Fig. 3: Microbial community composition and diversity for each experiment (E1-4) from both 18S and 16S rRNA amplicons.

a The average relative abundances of major taxonomic groups from 18S rRNA, poly(A)-selected mRNA (metatranscriptome), proteins (metaproteome), and 16S rRNA within each time point and treatment. The average abundances from the metatranscriptomes were derived from the relative abundances of eukaryotic-assigned transcripts per million normalized reads (TPM).
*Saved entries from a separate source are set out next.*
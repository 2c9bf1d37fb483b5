use std::{slice::Iter, sync::OnceLock};

use chrono::NaiveDate;
use regex::Regex;

use crate::parse::{cached_regex, Error};

/// One feed item describing a week of menus.
#[derive(Debug, Clone, PartialEq, Eq)]
pub struct WeekRecord {
    start_date: NaiveDate,
    end_date: NaiveDate,
    raw_text: String,
}

impl WeekRecord {
    pub const fn start_date(&self) -> NaiveDate {
        self.start_date
    }

    pub const fn end_date(&self) -> NaiveDate {
        self.end_date
    }

    pub fn raw_text(&self) -> &str {
        &self.raw_text
    }

    pub fn contains(&self, date: NaiveDate) -> bool {
        self.start_date <= date && date <= self.end_date
    }

    /// The two dates of a `du DD/MM/YYYY au DD/MM/YYYY` title, unparsed.
    fn range_text(title: &str) -> Option<(&str, &str)> {
        static RANGE_RE: OnceLock<Regex> = OnceLock::new();
        let re = cached_regex(
            &RANGE_RE,
            r"du\s+(\d{1,2}/\d{1,2}/\d{4})\s+au\s+(\d{1,2}/\d{1,2}/\d{4})",
        );
        let captures = re.captures(title)?;
        Some((captures.get(1)?.as_str(), captures.get(2)?.as_str()))
    }

    fn from_item(item: roxmltree::Node) -> Option<Self> {
        let title = child_text(item, "title")?;
        let Some((start, end)) = Self::range_text(&title) else {
            log::debug!("Feed item \"{title}\" carries no menu date range, skipping");
            return None;
        };
        let parse = |s: &str| NaiveDate::parse_from_str(s, "%d/%m/%Y").ok();
        let (Some(start_date), Some(end_date)) = (parse(start), parse(end)) else {
            log::warn!("Feed item \"{title}\" has a range with an invalid date, skipping");
            return None;
        };
        if start_date > end_date {
            log::warn!("Feed item \"{title}\" ends before it starts, skipping");
            return None;
        }
        let description = child_text(item, "description").unwrap_or_default();
        Some(Self {
            start_date,
            end_date,
            raw_text: clean_description(&description),
        })
    }
}

/// Concatenates every text and CDATA node below the first child named `name`.
fn child_text(node: roxmltree::Node, name: &str) -> Option<String> {
    let child = node.children().find(|n| n.has_tag_name(name))?;
    Some(
        child
            .descendants()
            .filter(roxmltree::Node::is_text)
            .filter_map(|n| n.text())
            .collect(),
    )
}

/// Strips CDATA markers and markup tags, decodes non-breaking spaces and trims.
pub fn clean_description(description: &str) -> String {
    static CDATA_RE: OnceLock<Regex> = OnceLock::new();
    static TAG_RE: OnceLock<Regex> = OnceLock::new();
    let cdata = cached_regex(&CDATA_RE, r"<!\[CDATA\[|\]\]>");
    let tags = cached_regex(&TAG_RE, r"<[^>]+>");
    let without_cdata = cdata.replace_all(description, "");
    let without_tags = tags.replace_all(&without_cdata, "");
    without_tags
        .replace("&nbsp;", " ")
        .replace('\u{00A0}', " ")
        .trim()
        .to_owned()
}

/// Every week record of a feed, in document order.
#[derive(Debug, Default, Clone, PartialEq, Eq)]
pub struct Weeks {
    weeks: Vec<WeekRecord>,
}

impl Weeks {
    pub fn from_xml(raw: &str) -> Result<Self, Error> {
        let document = roxmltree::Document::parse(raw)?;
        let channel = document
            .descendants()
            .find(|n| n.has_tag_name("channel"))
            .ok_or_else(|| Error::missing_element_error("The feed should have a channel."))?;
        let weeks = channel
            .descendants()
            .filter(|n| n.has_tag_name("item"))
            .filter_map(WeekRecord::from_item)
            .collect();
        Ok(Self { weeks })
    }

    pub fn iter(&self) -> Iter<WeekRecord> {
        self.weeks.iter()
    }

    pub fn len(&self) -> usize {
        self.weeks.len()
    }

    pub fn is_empty(&self) -> bool {
        self.weeks.is_empty()
    }

    /// The record describing `date`. Republished weeks overlap earlier ones, so
    /// the record appearing last in the feed wins.
    pub fn covering(&self, date: NaiveDate) -> Option<&WeekRecord> {
        self.weeks.iter().rev().find(|week| week.contains(date))
    }

    /// Latest end date among the weeks starting on or after `today`, falling
    /// back to weeks that still cover `today` or later.
    pub fn last_date_from(&self, today: NaiveDate) -> Option<NaiveDate> {
        self.weeks
            .iter()
            .filter(|week| week.start_date() >= today)
            .map(WeekRecord::end_date)
            .max()
            .or_else(|| {
                self.weeks
                    .iter()
                    .filter(|week| week.end_date() >= today)
                    .map(WeekRecord::end_date)
                    .max()
            })
    }
}

impl<'a> IntoIterator for &'a Weeks {
    type Item = &'a WeekRecord;
    type IntoIter = Iter<'a, WeekRecord>;

    fn into_iter(self) -> Self::IntoIter {
        self.iter()
    }
}

#[cfg(test)]
impl FromIterator<WeekRecord> for Weeks {
    fn from_iter<T: IntoIterator<Item = WeekRecord>>(iter: T) -> Self {
        Self {
            weeks: iter.into_iter().collect(),
        }
    }
}

#[cfg(test)]
impl WeekRecord {
    pub fn new(start_date: NaiveDate, end_date: NaiveDate, raw_text: &str) -> Self {
        Self {
            start_date,
            end_date,
            raw_text: raw_text.to_owned(),
        }
    }
}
The average abundances from the metaproteomes were derived from the average relative abundances of total sum ion intensities for all eukaryotic peptides identified. b Alpha diversity expressed as the Shannon Index within each sample for eukaryotic rRNA (top) and prokaryotic rRNA (bottom). Bars indicate the average Shannon Index. For prokaryotic ASVs at Experiment 1, the initial conditions (T0) are significantly different than all other treatments (Kruskal-Wallis test, Benjamini & Hochberg adjusted P = 0.037). The 400 ppm treatment is also significantly different from both the 800 ppm (Benjamini & Hochberg adjusted P = 0.037) and 1200 ppm (Benjamini & Hochberg adjusted P = 0.045) treatments. n = 3 biologically independent samples or field replicate samples for T0 except the Experiment 3 T0 and Experiment 4 800 ppm samples where n = 2. c PCoA plots of Bray-Curtis dissimilarity for eukaryotic rRNA (top) and prokaryotic rRNA (bottom). Experiments and treatments are denoted by color and shape respectively as described in the legend. d The number of significantly differentially abundant amplicon sequence variants (ASVs) at each experiment determined by DESeq2 (Wald test) between the 400 ppm (left) and 1200 ppm (right) treatments at the final time point for each experiment (Benjamini & Hochberg adjusted P < 0.05). Eukaryotic ASVs are shown on top and prokaryotic ASVs are shown on the bottom plot. The total number of ASVs for each experiment is shown in parentheses next to the experiment number of the y-axis.